THE TASK → Start at the line with "the embed token." in the records below, stop at the line with "logging this string.", and return every line in that span exactly, the two end lines included.

RECORDS SHOWN Block Start

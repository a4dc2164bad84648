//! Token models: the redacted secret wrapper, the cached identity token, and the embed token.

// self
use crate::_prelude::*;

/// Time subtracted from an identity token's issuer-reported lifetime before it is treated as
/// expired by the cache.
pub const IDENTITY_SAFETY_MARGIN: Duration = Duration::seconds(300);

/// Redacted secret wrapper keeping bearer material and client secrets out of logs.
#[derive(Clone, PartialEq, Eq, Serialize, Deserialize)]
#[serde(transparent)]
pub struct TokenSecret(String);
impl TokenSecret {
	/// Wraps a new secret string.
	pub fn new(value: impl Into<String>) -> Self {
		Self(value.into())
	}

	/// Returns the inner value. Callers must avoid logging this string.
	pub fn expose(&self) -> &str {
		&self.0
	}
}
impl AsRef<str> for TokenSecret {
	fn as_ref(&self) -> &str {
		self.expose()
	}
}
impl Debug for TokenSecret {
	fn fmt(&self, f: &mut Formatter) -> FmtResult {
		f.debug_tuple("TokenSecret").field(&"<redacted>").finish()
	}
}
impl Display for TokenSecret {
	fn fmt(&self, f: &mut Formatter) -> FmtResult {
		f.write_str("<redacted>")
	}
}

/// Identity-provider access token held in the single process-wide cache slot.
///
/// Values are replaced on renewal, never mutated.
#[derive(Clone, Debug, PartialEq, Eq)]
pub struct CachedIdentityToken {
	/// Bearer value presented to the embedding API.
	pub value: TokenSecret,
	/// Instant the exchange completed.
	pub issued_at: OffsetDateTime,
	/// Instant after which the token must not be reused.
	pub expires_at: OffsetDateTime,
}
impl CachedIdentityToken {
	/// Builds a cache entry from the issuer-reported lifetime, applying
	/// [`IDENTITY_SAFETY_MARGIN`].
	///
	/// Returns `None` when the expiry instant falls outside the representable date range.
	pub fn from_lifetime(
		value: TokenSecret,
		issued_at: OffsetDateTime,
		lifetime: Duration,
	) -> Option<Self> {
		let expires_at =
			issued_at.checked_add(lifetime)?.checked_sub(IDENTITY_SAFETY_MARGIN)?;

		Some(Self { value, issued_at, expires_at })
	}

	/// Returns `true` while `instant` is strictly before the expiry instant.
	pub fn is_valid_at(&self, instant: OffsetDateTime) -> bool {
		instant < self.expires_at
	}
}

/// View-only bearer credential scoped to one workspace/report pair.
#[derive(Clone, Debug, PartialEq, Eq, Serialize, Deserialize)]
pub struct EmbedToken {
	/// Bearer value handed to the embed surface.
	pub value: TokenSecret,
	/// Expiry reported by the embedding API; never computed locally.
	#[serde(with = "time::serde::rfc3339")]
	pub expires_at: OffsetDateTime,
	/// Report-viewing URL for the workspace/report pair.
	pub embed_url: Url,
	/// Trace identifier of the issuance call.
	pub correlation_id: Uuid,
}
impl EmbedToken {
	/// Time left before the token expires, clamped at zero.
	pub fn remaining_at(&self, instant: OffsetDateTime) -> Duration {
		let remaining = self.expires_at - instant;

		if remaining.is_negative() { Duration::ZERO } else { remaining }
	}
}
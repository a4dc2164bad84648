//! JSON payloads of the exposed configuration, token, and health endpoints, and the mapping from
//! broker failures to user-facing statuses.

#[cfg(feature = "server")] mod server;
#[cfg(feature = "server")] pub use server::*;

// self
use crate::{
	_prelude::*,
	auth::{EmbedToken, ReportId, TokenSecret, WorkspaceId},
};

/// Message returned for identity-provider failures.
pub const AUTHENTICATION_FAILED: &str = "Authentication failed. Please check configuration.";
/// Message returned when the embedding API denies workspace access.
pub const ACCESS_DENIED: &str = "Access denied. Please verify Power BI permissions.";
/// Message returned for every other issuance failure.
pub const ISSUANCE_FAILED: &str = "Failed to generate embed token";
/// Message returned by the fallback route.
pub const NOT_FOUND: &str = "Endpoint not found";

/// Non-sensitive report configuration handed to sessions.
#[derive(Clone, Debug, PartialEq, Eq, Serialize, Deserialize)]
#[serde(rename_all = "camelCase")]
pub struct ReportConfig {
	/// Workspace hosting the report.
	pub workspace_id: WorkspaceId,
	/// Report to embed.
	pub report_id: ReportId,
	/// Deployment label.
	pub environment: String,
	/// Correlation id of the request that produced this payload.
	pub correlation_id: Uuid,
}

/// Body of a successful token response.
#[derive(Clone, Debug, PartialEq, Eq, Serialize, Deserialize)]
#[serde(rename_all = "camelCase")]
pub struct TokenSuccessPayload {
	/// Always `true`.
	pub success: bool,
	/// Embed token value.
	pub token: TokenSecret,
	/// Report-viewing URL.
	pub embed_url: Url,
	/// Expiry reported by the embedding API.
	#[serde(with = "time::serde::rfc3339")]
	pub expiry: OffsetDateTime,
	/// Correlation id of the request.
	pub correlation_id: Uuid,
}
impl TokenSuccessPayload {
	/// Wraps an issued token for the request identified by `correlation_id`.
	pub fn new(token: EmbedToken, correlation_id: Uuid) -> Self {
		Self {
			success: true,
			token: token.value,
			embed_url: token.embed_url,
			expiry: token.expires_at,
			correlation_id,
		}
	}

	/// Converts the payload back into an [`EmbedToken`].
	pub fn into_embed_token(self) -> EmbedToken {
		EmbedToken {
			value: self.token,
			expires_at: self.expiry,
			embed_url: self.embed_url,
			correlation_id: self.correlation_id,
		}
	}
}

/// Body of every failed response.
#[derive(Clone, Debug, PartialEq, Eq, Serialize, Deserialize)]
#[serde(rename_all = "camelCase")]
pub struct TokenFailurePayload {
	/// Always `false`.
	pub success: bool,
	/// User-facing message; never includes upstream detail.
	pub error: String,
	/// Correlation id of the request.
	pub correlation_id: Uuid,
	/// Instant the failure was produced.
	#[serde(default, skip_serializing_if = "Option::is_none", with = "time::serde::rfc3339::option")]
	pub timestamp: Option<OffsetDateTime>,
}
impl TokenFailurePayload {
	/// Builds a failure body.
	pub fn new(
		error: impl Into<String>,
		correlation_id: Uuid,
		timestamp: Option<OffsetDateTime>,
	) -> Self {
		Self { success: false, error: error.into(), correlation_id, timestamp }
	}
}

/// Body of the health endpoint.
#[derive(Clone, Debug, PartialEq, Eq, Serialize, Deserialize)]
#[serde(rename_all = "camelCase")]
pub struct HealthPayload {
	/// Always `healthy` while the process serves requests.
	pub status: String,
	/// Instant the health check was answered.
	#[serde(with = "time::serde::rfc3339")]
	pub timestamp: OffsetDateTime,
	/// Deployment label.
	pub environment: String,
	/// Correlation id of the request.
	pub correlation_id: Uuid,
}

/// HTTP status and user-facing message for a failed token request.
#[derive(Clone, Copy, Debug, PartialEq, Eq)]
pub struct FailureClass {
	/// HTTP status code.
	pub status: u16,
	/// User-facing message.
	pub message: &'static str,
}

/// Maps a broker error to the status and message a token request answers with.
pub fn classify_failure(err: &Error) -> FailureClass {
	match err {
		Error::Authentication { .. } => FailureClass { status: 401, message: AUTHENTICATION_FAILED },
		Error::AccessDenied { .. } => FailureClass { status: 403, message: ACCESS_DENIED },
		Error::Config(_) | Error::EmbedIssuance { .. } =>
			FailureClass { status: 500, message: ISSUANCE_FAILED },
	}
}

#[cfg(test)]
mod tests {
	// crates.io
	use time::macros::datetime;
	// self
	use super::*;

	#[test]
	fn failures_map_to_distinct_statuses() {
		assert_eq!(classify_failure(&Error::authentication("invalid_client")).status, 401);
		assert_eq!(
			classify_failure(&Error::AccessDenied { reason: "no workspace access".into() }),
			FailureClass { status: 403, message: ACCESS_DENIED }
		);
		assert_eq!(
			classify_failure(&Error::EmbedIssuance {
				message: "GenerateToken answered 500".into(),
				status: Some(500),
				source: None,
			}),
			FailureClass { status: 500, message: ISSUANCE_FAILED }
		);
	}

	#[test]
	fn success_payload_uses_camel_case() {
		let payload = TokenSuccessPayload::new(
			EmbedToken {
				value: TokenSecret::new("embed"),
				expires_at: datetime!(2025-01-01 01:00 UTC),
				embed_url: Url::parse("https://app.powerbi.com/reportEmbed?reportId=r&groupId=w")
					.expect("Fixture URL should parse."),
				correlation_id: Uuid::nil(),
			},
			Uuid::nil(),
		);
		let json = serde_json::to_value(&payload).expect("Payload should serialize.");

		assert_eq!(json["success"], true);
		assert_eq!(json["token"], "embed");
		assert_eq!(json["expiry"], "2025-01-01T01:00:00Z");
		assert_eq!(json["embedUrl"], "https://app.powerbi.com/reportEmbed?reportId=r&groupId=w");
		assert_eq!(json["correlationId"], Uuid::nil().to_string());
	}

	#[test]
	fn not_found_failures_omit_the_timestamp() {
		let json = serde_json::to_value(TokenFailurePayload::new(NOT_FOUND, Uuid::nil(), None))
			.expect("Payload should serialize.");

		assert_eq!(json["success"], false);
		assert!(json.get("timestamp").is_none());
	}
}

RECORDS SHOWN Block End

YOUR SOLUTION →
//! Token models: the redacted secret wrapper, the cached identity token, and the embed token.

// self
use crate::_prelude::*;

/// Time subtracted from an identity token's issuer-reported lifetime before it is treated as
/// expired by the cache.
pub const IDENTITY_SAFETY_MARGIN: Duration = Duration::seconds(300);

/// Redacted secret wrapper keeping bearer material and client secrets out of logs.
#[derive(Clone, PartialEq, Eq, Serialize, Deserialize)]
#[serde(transparent)]
pub struct TokenSecret(String);
impl TokenSecret {
	/// Wraps a new secret string.
	pub fn new(value: impl Into<String>) -> Self {
		Self(value.into())
	}

	/// Returns the inner value. Callers must avoid logging this string.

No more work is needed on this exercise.